▶ [What you will do] Going through the entries below, find how many lines hold "resolve", then give that number alone.

(Records from a data collection)
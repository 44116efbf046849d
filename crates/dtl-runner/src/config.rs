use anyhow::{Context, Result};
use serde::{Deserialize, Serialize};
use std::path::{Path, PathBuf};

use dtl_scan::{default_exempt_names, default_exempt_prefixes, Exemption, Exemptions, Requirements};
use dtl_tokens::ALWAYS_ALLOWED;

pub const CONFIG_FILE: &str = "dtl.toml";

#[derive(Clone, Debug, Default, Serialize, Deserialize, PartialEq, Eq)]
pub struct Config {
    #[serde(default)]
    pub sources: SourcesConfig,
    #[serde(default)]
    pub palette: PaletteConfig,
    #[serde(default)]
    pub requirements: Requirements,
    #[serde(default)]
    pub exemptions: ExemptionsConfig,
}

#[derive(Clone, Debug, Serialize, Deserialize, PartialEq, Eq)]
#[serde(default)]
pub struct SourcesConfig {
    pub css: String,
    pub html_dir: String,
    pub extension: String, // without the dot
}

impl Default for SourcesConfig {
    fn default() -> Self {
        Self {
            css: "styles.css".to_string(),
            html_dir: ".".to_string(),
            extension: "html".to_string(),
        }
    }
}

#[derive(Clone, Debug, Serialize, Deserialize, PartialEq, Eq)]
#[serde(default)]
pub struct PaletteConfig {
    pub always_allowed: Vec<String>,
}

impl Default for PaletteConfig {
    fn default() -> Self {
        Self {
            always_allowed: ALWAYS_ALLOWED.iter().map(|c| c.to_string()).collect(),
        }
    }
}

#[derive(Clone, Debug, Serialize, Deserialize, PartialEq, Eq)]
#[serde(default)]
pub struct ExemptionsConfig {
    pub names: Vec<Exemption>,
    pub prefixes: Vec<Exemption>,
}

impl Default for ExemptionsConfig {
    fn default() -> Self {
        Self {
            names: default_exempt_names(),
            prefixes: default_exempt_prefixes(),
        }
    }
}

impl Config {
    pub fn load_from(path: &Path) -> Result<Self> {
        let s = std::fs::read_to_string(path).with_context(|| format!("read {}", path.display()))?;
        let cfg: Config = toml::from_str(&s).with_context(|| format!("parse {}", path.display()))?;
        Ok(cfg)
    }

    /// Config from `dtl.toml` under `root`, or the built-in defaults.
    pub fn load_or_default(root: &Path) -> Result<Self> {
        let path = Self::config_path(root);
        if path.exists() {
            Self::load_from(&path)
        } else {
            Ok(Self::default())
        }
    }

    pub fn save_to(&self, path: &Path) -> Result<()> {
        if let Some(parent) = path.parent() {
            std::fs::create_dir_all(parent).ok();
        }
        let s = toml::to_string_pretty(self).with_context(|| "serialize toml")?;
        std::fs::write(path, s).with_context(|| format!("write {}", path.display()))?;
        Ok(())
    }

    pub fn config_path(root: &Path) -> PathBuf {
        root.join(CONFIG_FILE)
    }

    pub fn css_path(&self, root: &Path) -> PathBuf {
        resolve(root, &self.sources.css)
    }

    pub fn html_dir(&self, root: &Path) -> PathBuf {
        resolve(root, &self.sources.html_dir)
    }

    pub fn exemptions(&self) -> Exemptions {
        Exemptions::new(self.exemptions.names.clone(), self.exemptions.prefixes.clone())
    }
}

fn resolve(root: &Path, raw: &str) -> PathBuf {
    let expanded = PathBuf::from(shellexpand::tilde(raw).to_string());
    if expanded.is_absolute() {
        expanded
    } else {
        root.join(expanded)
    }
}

▶ [Output of the task] 3